Treating runoff on State Street

It’s always hard to swallow when street trees are removed from the Olympia cityscape. A street tree in full bloom or showing off its fall foliage beats the heck out of a street sign or billboard.

But sometimes trees have to be sacrificed for the greater good. That’s the case with the State Avenue Stormwater Retrofit project.

The city is removing 19 street trees on State Street between Central Street and East Bay Drive as part of a larger project to improve treatment of stormwater runoff that currently drains untreated into Moxlie Creek, and eventually flows into East Bay in lower Budd Inlet.

Some of the trees are in the way of stormwater infiltration devices that the contractor is installing to reduce pollution reaching Puget Sound. Some conflict with curb extensions designed to slow down traffic and improve pedestrian safety. Still others have root systems that are damaging the sidewalks.

It leaves State Street a little barren this winter, but city officials said the finished project next spring will include 29 new trees suitable for urban landscapes to replace the 19 lost to the project. That’s not a bad tradeoff.

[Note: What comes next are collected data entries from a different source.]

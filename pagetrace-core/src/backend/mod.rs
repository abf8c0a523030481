//! Collaborator abstraction for page templating

pub mod mock;
pub mod traits;

pub use mock::{MockBackend, MockCall};
pub use traits::PageBackend;
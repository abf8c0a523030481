//! Operation context propagation.
//!
//! This module provides:
//! - `OperationContext`, the handle passed down through nested operations
//! - Standard attribute names written by the helper layer itself

use opentelemetry::trace::{SpanContext, SpanId, TraceContextExt, TraceId};

/// Standard attribute names recorded by [`Scope`](crate::Scope).
pub mod attributes {
    pub const ERROR_MESSAGE: &str = "error.message";
    pub const ERROR_KIND: &str = "error.kind";
    pub const ERROR_CHAIN: &str = "error.chain";
}

/// Propagatable handle referencing the currently active scope.
///
/// Cloning is cheap. Pass it into every nested operation so the scopes
/// started there become children of the caller's scope. An empty context
/// (see [`OperationContext::new`]) has no active scope, and the next scope
/// started from it is a root.
#[derive(Debug, Clone, Default)]
pub struct OperationContext {
    cx: opentelemetry::Context,
}

impl OperationContext {
    /// Create a context with no active scope.
    pub fn new() -> Self {
        Self::default()
    }

    /// Wrap an existing OpenTelemetry context, e.g. one extracted from
    /// incoming request headers by a propagator.
    pub fn from_otel(cx: opentelemetry::Context) -> Self {
        Self { cx }
    }

    pub(crate) fn child(&self, span_context: SpanContext) -> Self {
        Self {
            cx: self.cx.with_remote_span_context(span_context),
        }
    }

    /// The underlying OpenTelemetry context.
    pub fn otel(&self) -> &opentelemetry::Context {
        &self.cx
    }

    /// Whether a scope is active in this context.
    pub fn has_active_scope(&self) -> bool {
        self.cx.has_active_span() && self.cx.span().span_context().is_valid()
    }

    /// Trace ID of the active scope, if any.
    #[must_use]
    pub fn trace_id(&self) -> Option<TraceId> {
        self.has_active_scope()
            .then(|| self.cx.span().span_context().trace_id())
    }

    /// Span ID of the active scope, if any.
    #[must_use]
    pub fn span_id(&self) -> Option<SpanId> {
        self.has_active_scope()
            .then(|| self.cx.span().span_context().span_id())
    }
}
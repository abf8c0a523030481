//! Attribute values recorded on scopes.

use opentelemetry::{Array, StringValue, Value};
use serde::{Deserialize, Serialize};
use std::fmt;

/// A scalar or sequence-of-scalars attached to a scope.
///
/// Serialized untagged. An empty array carries no element type, so it
/// deserializes as an empty `StringArray` whatever variant produced it.
#[derive(Debug, Clone, PartialEq, Serialize, Deserialize)]
#[serde(untagged)]
pub enum AttributeValue {
    Bool(bool),
    Int(i64),
    Float(f64),
    String(String),
    // Variant order decides untagged deserialization; string arrays first.
    StringArray(Vec<String>),
    BoolArray(Vec<bool>),
    IntArray(Vec<i64>),
    FloatArray(Vec<f64>),
}

impl AttributeValue {
    /// Returns the string slice if this is a `String` value.
    pub fn as_str(&self) -> Option<&str> {
        match self {
            Self::String(s) => Some(s),
            _ => None,
        }
    }

    /// Returns the bool if this is a `Bool` value.
    pub fn as_bool(&self) -> Option<bool> {
        match self {
            Self::Bool(b) => Some(*b),
            _ => None,
        }
    }

    /// Returns the items if this is a `StringArray` value.
    pub fn as_string_array(&self) -> Option<&[String]> {
        match self {
            Self::StringArray(items) => Some(items),
            _ => None,
        }
    }
}

impl From<&AttributeValue> for Value {
    fn from(value: &AttributeValue) -> Self {
        match value {
            AttributeValue::Bool(b) => Value::Bool(*b),
            AttributeValue::Int(i) => Value::I64(*i),
            AttributeValue::Float(f) => Value::F64(*f),
            AttributeValue::String(s) => Value::String(StringValue::from(s.clone())),
            AttributeValue::BoolArray(v) => Value::Array(Array::Bool(v.clone())),
            AttributeValue::IntArray(v) => Value::Array(Array::I64(v.clone())),
            AttributeValue::FloatArray(v) => Value::Array(Array::F64(v.clone())),
            AttributeValue::StringArray(v) => Value::Array(Array::String(
                v.iter().cloned().map(StringValue::from).collect(),
            )),
        }
    }
}

impl fmt::Display for AttributeValue {
    fn fmt(&self, f: &mut fmt::Formatter<'_>) -> fmt::Result {
        match self {
            Self::Bool(b) => write!(f, "{b}"),
            Self::Int(i) => write!(f, "{i}"),
            Self::Float(x) => write!(f, "{x}"),
            Self::String(s) => f.write_str(s),
            Self::BoolArray(v) => write!(f, "{v:?}"),
            Self::IntArray(v) => write!(f, "{v:?}"),
            Self::FloatArray(v) => write!(f, "{v:?}"),
            Self::StringArray(v) => write!(f, "{v:?}"),
        }
    }
}

impl From<bool> for AttributeValue {
    fn from(value: bool) -> Self {
        Self::Bool(value)
    }
}

impl From<i64> for AttributeValue {
    fn from(value: i64) -> Self {
        Self::Int(value)
    }
}

impl From<i32> for AttributeValue {
    fn from(value: i32) -> Self {
        Self::Int(i64::from(value))
    }
}

impl From<u32> for AttributeValue {
    fn from(value: u32) -> Self {
        Self::Int(i64::from(value))
    }
}

impl From<usize> for AttributeValue {
    fn from(value: usize) -> Self {
        Self::Int(i64::try_from(value).unwrap_or(i64::MAX))
    }
}

impl From<f64> for AttributeValue {
    fn from(value: f64) -> Self {
        Self::Float(value)
    }
}

impl From<&str> for AttributeValue {
    fn from(value: &str) -> Self {
        Self::String(value.to_string())
    }
}

impl From<String> for AttributeValue {
    fn from(value: String) -> Self {
        Self::String(value)
    }
}

impl From<&String> for AttributeValue {
    fn from(value: &String) -> Self {
        Self::String(value.clone())
    }
}

impl From<Vec<bool>> for AttributeValue {
    fn from(value: Vec<bool>) -> Self {
        Self::BoolArray(value)
    }
}

impl From<Vec<i64>> for AttributeValue {
    fn from(value: Vec<i64>) -> Self {
        Self::IntArray(value)
    }
}

impl From<Vec<f64>> for AttributeValue {
    fn from(value: Vec<f64>) -> Self {
        Self::FloatArray(value)
    }
}

impl From<Vec<String>> for AttributeValue {
    fn from(value: Vec<String>) -> Self {
        Self::StringArray(value)
    }
}

impl From<&[String]> for AttributeValue {
    fn from(value: &[String]) -> Self {
        Self::StringArray(value.to_vec())
    }
}

impl From<Vec<&str>> for AttributeValue {
    fn from(value: Vec<&str>) -> Self {
        Self::StringArray(value.into_iter().map(str::to_string).collect())
    }
}

impl From<&[&str]> for AttributeValue {
    fn from(value: &[&str]) -> Self {
        Self::StringArray(value.iter().map(|s| s.to_string()).collect())
    }
}

#[cfg(test)]
mod tests {
    use super::*;

    #[test]
    fn string_slices_become_string_arrays() {
        let locales = vec!["en".to_string(), "fr".to_string()];
        let value = AttributeValue::from(locales.as_slice());
        assert_eq!(value.as_string_array(), Some(locales.as_slice()));
    }

    #[test]
    fn usize_saturates_into_int() {
        assert_eq!(AttributeValue::from(3usize), AttributeValue::Int(3));
    }

    #[test]
    fn converts_to_opentelemetry_values() {
        let value = Value::from(&AttributeValue::from(vec!["a", "b"]));
        assert_eq!(
            value,
            Value::Array(Array::String(vec![
                StringValue::from("a"),
                StringValue::from("b")
            ]))
        );
        assert_eq!(Value::from(&AttributeValue::Bool(true)), Value::Bool(true));
    }

    #[test]
    fn serializes_untagged() {
        assert_eq!(
            serde_json::to_string(&AttributeValue::from("home")).unwrap(),
            r#""home""#
        );
        assert_eq!(
            serde_json::to_string(&AttributeValue::from(vec!["en", "fr"])).unwrap(),
            r#"["en","fr"]"#
        );
        let parsed: AttributeValue = serde_json::from_str("42").unwrap();
        assert_eq!(parsed, AttributeValue::Int(42));
    }

    #[test]
    fn arrays_deserialize_to_their_element_type() {
        let parse = |json: &str| serde_json::from_str::<AttributeValue>(json).unwrap();

        assert_eq!(parse("[]"), AttributeValue::StringArray(Vec::new()));
        assert_eq!(parse(r#"["fr"]"#), AttributeValue::from(vec!["fr"]));
        assert_eq!(parse("[true]"), AttributeValue::BoolArray(vec![true]));
        assert_eq!(parse("[1, 2]"), AttributeValue::IntArray(vec![1, 2]));
        assert_eq!(parse("[0.5]"), AttributeValue::FloatArray(vec![0.5]));
    }

    #[test]
    fn empty_locales_survive_json_round_trip() {
        let empty: &[String] = &[];
        let value = AttributeValue::from(empty);
        let json = serde_json::to_string(&value).unwrap();
        assert_eq!(serde_json::from_str::<AttributeValue>(&json).unwrap(), value);
    }

    #[test]
    fn display_is_human_readable() {
        assert_eq!(AttributeValue::from("dry_run").to_string(), "dry_run");
        assert_eq!(
            AttributeValue::from(vec!["fr"]).to_string(),
            r#"["fr"]"#
        );
    }
}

More importantly, the project tackles what studies show to be the number one water quality problem confronting Puget Sound urban stormwater runoff, which carries a witches brew of oil, grease, heavy metals nitrogen and suspended solids into the region’s treasured body of marine water.

It’s important that all jurisdictions along the shores of Puget Sound not only reduce stormwater runoff from new projects, but tackle stormwater retrofit efforts like the State Avenue project.

They are expensive – the State Avenue combined project totals $1.74 million – but inaction is even more costly to the marine environment and marine species that need cleaner water to survive.